Wherever a line below holds the word "Instant", copy that line.

=-=-=-=-=

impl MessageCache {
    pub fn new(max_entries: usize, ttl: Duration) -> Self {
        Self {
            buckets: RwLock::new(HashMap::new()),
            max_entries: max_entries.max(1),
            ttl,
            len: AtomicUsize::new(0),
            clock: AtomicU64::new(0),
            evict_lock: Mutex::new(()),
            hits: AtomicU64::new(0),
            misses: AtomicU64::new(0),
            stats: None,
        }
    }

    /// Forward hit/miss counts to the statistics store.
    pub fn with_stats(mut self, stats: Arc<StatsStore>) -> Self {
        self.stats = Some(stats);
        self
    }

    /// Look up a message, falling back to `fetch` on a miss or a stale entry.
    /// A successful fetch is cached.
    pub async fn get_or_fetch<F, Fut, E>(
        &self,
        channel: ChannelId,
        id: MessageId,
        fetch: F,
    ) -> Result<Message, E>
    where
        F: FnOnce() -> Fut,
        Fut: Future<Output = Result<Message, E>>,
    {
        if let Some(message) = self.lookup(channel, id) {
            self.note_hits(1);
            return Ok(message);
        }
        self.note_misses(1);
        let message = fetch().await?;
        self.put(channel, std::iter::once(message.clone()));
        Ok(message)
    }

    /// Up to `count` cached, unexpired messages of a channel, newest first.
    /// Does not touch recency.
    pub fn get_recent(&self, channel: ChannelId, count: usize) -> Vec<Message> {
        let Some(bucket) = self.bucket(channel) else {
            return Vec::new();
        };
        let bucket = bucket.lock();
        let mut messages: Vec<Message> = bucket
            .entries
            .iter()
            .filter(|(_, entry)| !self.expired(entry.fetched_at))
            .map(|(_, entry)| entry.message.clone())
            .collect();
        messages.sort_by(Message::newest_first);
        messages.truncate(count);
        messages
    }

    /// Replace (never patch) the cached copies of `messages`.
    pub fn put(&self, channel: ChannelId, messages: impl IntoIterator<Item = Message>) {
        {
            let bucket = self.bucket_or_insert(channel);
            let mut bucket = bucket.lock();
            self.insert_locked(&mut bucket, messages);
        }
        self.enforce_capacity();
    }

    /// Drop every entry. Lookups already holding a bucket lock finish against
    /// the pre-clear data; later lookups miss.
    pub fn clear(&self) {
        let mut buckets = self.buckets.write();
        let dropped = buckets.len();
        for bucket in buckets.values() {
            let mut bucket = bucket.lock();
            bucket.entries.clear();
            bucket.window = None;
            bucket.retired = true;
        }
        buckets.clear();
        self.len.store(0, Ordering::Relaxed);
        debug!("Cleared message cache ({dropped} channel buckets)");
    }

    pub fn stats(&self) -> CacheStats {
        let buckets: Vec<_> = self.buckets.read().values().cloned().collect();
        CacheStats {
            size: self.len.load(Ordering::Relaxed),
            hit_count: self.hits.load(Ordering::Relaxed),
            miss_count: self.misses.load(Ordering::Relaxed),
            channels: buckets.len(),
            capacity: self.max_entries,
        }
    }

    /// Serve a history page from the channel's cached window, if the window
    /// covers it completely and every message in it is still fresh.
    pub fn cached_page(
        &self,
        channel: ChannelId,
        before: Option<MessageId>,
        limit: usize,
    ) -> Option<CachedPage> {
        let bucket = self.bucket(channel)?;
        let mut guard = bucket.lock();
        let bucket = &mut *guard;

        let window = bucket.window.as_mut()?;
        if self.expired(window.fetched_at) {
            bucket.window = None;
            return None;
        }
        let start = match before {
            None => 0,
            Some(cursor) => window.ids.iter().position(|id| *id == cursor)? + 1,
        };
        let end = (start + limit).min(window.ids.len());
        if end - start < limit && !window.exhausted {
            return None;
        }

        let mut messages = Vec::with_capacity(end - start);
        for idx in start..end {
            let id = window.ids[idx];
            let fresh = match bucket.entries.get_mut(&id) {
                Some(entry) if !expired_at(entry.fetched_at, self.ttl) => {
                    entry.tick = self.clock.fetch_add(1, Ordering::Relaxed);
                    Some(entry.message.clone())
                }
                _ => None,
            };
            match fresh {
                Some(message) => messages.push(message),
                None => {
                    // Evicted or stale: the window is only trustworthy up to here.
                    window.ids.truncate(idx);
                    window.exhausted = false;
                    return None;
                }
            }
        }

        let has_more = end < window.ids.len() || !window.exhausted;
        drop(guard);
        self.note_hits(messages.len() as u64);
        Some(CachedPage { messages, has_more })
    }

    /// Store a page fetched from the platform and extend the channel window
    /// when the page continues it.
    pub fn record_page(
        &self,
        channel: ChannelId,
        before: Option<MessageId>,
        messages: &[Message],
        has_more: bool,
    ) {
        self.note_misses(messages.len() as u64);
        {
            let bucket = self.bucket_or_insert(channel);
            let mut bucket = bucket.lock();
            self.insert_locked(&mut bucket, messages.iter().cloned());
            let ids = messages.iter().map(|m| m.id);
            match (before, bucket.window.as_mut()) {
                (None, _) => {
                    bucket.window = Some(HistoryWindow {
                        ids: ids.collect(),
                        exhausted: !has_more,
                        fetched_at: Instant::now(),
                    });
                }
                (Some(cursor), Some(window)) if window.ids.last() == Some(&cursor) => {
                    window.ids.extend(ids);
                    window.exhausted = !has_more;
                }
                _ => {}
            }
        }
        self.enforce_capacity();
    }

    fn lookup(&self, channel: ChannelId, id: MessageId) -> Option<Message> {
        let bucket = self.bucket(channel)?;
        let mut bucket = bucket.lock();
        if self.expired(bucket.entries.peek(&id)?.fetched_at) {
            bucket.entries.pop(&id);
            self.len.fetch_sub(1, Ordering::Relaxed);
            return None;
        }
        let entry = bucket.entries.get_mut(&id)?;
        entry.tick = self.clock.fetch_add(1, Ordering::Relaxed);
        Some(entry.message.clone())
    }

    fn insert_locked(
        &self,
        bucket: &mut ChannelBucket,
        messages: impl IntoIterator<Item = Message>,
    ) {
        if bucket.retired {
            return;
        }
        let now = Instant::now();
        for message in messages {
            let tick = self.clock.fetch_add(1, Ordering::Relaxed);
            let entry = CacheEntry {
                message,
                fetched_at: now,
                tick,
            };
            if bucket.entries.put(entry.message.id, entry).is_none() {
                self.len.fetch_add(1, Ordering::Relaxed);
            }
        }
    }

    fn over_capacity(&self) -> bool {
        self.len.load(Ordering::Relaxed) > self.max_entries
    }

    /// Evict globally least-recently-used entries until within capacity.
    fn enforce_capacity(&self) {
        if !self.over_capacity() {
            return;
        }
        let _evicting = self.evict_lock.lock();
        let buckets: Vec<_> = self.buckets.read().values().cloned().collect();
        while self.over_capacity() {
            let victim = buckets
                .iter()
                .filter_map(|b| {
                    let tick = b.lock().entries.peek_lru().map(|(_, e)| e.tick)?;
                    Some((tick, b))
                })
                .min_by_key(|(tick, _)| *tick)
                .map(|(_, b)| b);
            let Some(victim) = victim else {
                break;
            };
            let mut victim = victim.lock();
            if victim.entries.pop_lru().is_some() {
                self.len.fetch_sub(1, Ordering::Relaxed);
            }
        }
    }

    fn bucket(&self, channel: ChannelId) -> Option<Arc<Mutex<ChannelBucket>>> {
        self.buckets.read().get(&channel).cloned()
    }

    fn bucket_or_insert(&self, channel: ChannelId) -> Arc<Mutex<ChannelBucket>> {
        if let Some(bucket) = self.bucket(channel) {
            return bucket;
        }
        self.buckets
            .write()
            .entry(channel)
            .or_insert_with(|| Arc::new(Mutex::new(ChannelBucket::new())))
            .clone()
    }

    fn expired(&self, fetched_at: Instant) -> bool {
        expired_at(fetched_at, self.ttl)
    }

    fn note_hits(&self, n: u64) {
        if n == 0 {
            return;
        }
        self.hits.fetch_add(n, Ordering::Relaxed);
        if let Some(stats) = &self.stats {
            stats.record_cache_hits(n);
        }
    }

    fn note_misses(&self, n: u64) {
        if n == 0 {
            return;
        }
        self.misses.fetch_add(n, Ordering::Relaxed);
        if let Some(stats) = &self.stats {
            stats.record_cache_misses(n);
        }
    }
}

=-=-=-=-=

> _PROBLEM SOLUTION_
                        fetched_at: Instant::now(),
        let now = Instant::now();
    fn expired(&self, fetched_at: Instant) -> bool {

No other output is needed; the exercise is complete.